DATA EXTRACT Block Start

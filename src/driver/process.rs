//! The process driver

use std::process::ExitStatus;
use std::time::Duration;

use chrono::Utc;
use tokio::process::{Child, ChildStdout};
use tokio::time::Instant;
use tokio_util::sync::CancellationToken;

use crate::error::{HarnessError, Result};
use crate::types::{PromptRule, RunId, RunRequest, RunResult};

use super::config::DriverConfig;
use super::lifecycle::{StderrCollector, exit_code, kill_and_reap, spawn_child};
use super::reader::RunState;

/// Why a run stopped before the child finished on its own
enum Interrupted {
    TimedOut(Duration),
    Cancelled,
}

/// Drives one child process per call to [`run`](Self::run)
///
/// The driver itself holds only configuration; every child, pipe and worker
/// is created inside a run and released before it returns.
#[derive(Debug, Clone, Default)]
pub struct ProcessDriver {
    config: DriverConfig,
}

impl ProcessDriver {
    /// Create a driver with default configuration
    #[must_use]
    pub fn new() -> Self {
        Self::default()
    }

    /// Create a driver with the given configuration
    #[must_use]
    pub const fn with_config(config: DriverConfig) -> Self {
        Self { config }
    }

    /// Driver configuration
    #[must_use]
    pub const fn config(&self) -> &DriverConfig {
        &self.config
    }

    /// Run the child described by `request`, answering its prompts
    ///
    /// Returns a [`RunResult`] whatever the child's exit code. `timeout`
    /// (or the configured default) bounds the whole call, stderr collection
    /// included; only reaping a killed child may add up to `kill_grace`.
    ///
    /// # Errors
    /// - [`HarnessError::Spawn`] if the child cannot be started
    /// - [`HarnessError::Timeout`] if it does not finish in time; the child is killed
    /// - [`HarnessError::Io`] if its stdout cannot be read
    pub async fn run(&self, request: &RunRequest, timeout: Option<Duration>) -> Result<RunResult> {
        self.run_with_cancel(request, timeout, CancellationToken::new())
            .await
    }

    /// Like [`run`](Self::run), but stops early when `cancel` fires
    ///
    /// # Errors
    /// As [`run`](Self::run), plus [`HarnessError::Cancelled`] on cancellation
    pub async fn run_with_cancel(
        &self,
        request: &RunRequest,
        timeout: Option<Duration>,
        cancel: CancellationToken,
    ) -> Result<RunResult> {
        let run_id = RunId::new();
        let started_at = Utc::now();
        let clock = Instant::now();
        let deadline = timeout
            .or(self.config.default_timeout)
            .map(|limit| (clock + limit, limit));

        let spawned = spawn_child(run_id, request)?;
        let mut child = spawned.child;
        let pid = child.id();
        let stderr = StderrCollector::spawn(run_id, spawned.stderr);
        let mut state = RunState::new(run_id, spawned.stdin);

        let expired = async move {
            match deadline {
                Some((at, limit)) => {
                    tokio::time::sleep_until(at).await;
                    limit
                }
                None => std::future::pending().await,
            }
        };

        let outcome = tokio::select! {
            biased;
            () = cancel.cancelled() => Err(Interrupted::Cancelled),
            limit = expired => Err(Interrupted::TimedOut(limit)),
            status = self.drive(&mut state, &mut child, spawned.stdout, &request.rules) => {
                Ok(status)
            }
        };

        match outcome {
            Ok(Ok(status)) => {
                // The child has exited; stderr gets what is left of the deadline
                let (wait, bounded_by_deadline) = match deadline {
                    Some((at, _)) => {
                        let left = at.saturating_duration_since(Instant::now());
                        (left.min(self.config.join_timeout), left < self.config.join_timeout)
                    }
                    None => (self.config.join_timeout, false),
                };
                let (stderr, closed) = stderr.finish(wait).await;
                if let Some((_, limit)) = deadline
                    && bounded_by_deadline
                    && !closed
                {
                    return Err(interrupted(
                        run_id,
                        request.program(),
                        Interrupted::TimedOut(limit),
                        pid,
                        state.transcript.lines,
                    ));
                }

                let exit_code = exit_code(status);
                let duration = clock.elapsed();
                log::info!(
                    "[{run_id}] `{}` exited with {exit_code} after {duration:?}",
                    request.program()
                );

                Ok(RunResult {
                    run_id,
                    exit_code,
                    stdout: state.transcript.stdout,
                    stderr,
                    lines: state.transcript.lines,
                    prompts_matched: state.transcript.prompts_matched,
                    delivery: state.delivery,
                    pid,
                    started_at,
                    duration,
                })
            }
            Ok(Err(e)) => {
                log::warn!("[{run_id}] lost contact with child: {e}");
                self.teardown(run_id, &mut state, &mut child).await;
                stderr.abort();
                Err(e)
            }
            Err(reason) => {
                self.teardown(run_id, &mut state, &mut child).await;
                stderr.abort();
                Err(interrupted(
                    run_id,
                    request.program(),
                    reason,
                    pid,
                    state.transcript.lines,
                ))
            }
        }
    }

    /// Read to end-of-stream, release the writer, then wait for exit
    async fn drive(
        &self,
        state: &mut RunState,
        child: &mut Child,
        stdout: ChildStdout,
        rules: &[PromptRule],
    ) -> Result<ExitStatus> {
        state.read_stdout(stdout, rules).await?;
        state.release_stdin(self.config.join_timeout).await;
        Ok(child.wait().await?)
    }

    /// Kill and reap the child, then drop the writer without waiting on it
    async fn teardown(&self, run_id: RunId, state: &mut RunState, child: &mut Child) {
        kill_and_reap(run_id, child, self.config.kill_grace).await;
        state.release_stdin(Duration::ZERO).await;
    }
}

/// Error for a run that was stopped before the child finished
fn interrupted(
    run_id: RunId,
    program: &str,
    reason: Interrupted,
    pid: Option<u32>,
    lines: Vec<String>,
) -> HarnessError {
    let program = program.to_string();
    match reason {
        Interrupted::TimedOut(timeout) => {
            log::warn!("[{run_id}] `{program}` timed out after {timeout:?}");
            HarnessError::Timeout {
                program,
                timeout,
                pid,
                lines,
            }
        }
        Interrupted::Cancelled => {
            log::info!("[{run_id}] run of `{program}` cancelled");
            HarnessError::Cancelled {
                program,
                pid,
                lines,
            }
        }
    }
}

DATA EXTRACT Block End

WHAT THE TASK REQUIRES: Find where the line with "use super::config::DriverConfig;" sits in the material above, then copy exactly from it through the line with "pipe and worker". Add no other line.

REPLY:
use super::config::DriverConfig;
use super::lifecycle::{StderrCollector, exit_code, kill_and_reap, spawn_child};
use super::reader::RunState;

/// Why a run stopped before the child finished on its own
enum Interrupted {
    TimedOut(Duration),
    Cancelled,
}

/// Drives one child process per call to [`run`](Self::run)
///
/// The driver itself holds only configuration; every child, pipe and worker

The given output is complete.